The Deeper things...

The Queen and i, being childless for the weekend, are very busy today...painting. i have much to do to prepare for that i.e. have little time to blog. I'll leave you with an ongoing conversation between the good Doc and i recently...

Doc:
Knowing comes naturally, passively, like breathing out. It's resisting knowing, denial, that requires effort. And it's believing that requires the greatest paradoxical effort of all, because it requires conscious, rather than passive, relaxation. Believing is a cessation of denial. Believing is fully accepting what we've already known all along.

The Piper:
Interesting how one can choose to believe in falsehood rather than truth whether by ignorance or by knowledge. Ignorance by simply not knowing truth in the first place and not having a desire to discover the reality, and knowledge in discovering the truth and not accepting it because of its reality. It is then, the denial part that is the greatest cancer of the soul...when one chooses to deny truth and accepts the deception in place of it...that is a very dangerous, albeit wider path indeed.

2 comments:

Doc said...

That cancer you're referring to goes beyond denial and into the believing the deception. The ability to believe a falsehood that one's soul knows to be a falsehood is the cancer you speak of. We call it self-deception. An apt term on a number of levels. It is the self deceiving the self, taking on both roles, deceiver and deceived.

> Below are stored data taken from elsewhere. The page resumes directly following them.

//! ColdFire / 68k instruction mnemonic tables.
//!
//! Each class is a non-capturing regex alternation with no anchors or size
//! qualifiers; callers wrap them (see [`mnemonic`] and [`sized_mnemonic`]).
//! All matching against these tables is case-insensitive.

use std::sync::LazyLock;

use regex::{Regex, RegexBuilder};

/// Branches, jumps, subroutine calls and conditional set/branch (`Bcc`, `Scc`, `FBcc`).
pub const PROGRAM_CONTROL: &str = concat!(
    r"(?:FBCC|FB(?:EQ|NE|GT|NGT|GE|NGE|LT|NLT|LE|NLE|GL|NGL|GLE|NGLE|",
    r"OGT|ULE|OGE|ULT|OLT|UGE|OLE|UGT|OGL|UEQ|OR|UN|SF|ST|SEQ|SNE|F|T)|",
    r"BRA|BSR|JMP|JSR|",
    r"[BS](?:CC|HS|CS|LO|EQ|GE|GT|HI|LE|LS|LT|MI|NE|PL|VC|VS))"
);

pub const DATA_MOVEMENT: &str =
    r"(?:PEA|LEA|UNLK|LINK|MVS|MVZ|MOV3Q|MOVEA|MOVEM|MOVEQ|MOVE|MOVCLR|FDMOVE|FSMOVE|FMOVEM|FMOVE)";

pub const ARITHMETIC: &str = concat!(
    r"(?:(?:ADD|SUB)[AIQX]?|CLR|CMP[AI]?|DIV[SU]|EXTB?|MUL[SU]|NEGX?|",
    r"MAAAC|MAC|MASAC|MSAAC|MSAC|MSSAC)"
);

pub const FLOATING_POINT: &str =
    r"(?:FCMP|FINTRZ|FINT|F[SD]?(?:ADD|DIV|MUL|SUB|ABS|NEG|SQRT))";

pub const LOGICAL: &str = r"(?:ANDI?|E?ORI?|NOT|[AL]S[LR]|SWAP)";

pub const BITWISE: &str = r"(?:BCHG|BCLR|BTST|BSET|FF1|BITREV|BYTEREV)";

/// Every class that can take a symbolic operand, in match priority order.
pub const OPERAND_CLASSES: [&str; 6] = [
    PROGRAM_CONTROL,
    DATA_MOVEMENT,
    ARITHMETIC,
    FLOATING_POINT,
    LOGICAL,
    BITWISE,
];

/// A whole-word mnemonic from `class`.
pub fn mnemonic(class: &str) -> String {
    format!(r"\b{class}\b")
}

/// A whole-word mnemonic from `class` with an optional `.b`/`.w`/`.l` size.
pub fn sized_mnemonic(class: &str) -> String {
    format!(r"\b{class}(?:\.[bwl])?\b")
}

static PROGRAM_CONTROL_RE: LazyLock<Regex> = LazyLock::new(|| {
    RegexBuilder::new(&mnemonic(PROGRAM_CONTROL))
        .case_insensitive(true)
        .build()
        .expect("program control regex should compile")
});

/// Whether `line` contains a branch, jump, or call instruction.
pub fn is_program_control(line: &str) -> bool {
    PROGRAM_CONTROL_RE.is_match(line)
}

We see it most often, I think, in marriage, when one partner is cheating on the other. The cheated partner knows, refuses to know, will even abandon friends who try to force them to face the truth. They enable until some watershed event makes it utterly impossible to deny any longer. Then, strangely enough, at least part of their anger at the cheating spouse results from being denied the plausible screen of self-deception that has preserved their world for as long as it has--anger at having that wider, easier path of belief in falsehood yanked from under them.

The easiest person to deceive is always ourselves, ourselves always the hardest to be honest with.

The Friendly Neighborhood Piper said...

if more is said here, i think it would be detractive of what is now penned.